==== Records to process

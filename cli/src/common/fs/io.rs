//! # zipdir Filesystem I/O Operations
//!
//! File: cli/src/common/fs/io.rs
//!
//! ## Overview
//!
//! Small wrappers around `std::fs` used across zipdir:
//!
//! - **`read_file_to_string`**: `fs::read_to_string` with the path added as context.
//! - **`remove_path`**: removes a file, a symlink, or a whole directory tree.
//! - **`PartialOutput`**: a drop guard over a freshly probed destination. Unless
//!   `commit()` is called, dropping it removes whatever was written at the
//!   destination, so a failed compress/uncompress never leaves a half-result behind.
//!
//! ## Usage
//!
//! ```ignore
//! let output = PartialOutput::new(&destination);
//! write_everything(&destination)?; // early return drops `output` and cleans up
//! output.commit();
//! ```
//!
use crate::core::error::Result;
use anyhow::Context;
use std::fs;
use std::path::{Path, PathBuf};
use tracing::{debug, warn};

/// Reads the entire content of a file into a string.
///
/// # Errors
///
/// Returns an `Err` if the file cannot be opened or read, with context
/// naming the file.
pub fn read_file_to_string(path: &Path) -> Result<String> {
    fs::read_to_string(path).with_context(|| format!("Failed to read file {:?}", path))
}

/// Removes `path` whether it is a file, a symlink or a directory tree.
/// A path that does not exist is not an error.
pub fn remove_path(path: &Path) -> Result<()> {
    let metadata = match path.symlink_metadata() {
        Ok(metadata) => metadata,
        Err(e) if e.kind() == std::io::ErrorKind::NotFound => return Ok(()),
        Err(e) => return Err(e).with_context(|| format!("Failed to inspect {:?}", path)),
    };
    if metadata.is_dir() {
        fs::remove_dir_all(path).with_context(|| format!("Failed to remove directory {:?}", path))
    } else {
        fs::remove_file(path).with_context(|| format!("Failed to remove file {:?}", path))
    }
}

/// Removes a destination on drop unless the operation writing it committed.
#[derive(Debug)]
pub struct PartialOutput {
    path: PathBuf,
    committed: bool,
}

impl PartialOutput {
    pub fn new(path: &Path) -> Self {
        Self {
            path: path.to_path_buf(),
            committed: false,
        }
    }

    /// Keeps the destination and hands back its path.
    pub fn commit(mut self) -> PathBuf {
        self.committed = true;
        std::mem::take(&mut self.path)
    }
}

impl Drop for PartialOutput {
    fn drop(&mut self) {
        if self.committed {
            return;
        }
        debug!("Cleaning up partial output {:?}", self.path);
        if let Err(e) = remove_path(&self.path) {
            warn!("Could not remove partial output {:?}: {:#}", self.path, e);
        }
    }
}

========
==== Records to process

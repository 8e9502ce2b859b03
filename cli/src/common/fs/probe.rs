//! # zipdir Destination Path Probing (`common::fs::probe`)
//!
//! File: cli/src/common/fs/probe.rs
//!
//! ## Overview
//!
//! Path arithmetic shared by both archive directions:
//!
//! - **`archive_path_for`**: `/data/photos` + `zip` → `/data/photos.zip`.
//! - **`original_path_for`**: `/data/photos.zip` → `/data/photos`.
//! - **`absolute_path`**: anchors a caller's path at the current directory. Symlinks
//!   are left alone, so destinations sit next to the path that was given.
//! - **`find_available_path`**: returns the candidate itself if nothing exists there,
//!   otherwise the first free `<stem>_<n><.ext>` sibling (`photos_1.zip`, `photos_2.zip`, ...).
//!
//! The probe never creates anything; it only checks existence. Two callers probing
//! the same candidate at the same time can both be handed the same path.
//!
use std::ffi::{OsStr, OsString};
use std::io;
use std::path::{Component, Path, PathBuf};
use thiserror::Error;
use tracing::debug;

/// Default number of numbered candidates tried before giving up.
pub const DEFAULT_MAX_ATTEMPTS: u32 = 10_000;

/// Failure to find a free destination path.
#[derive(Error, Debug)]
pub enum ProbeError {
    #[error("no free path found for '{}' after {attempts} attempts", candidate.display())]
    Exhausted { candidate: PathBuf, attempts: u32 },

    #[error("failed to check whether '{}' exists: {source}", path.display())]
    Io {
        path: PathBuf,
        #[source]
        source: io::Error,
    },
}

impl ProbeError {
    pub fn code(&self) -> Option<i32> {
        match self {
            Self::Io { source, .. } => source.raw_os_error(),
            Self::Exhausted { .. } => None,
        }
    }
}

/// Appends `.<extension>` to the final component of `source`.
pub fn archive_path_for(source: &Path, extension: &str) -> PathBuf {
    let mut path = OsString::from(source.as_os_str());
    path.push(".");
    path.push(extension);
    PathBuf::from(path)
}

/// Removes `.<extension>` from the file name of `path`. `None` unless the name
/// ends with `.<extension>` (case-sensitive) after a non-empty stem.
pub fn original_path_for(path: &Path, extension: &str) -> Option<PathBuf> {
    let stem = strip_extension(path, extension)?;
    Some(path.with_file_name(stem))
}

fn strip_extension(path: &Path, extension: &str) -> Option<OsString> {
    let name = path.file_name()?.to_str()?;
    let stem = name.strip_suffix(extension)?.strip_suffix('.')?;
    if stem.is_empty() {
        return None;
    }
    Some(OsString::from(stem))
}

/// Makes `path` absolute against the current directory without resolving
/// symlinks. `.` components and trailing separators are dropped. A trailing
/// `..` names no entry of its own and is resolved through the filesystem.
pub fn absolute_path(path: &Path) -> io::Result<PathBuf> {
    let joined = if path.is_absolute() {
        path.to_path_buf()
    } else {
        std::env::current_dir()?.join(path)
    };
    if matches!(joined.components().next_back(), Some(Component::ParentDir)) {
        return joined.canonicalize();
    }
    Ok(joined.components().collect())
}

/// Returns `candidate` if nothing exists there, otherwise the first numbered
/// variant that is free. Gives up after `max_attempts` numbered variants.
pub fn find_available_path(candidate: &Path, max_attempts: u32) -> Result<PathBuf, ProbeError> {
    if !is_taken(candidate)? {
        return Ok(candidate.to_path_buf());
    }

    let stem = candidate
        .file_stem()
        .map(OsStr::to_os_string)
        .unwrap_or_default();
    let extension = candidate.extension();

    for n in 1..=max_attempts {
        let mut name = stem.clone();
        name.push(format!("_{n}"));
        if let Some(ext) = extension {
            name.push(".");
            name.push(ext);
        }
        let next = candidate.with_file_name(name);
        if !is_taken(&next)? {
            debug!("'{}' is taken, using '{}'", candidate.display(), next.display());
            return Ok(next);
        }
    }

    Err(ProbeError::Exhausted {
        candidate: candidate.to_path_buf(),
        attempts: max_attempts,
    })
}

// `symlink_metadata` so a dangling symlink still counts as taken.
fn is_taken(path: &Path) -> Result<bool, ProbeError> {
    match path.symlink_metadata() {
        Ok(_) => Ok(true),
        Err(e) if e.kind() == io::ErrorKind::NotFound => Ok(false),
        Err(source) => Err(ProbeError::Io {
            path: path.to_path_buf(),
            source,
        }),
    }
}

========

● **What this task involves**: Please copy each line of the entries in which the word "NotFound" shows up.

● **Finished exercise**:
        Err(e) if e.kind() == std::io::ErrorKind::NotFound => return Ok(()),
        Err(e) if e.kind() == io::ErrorKind::NotFound => Ok(false),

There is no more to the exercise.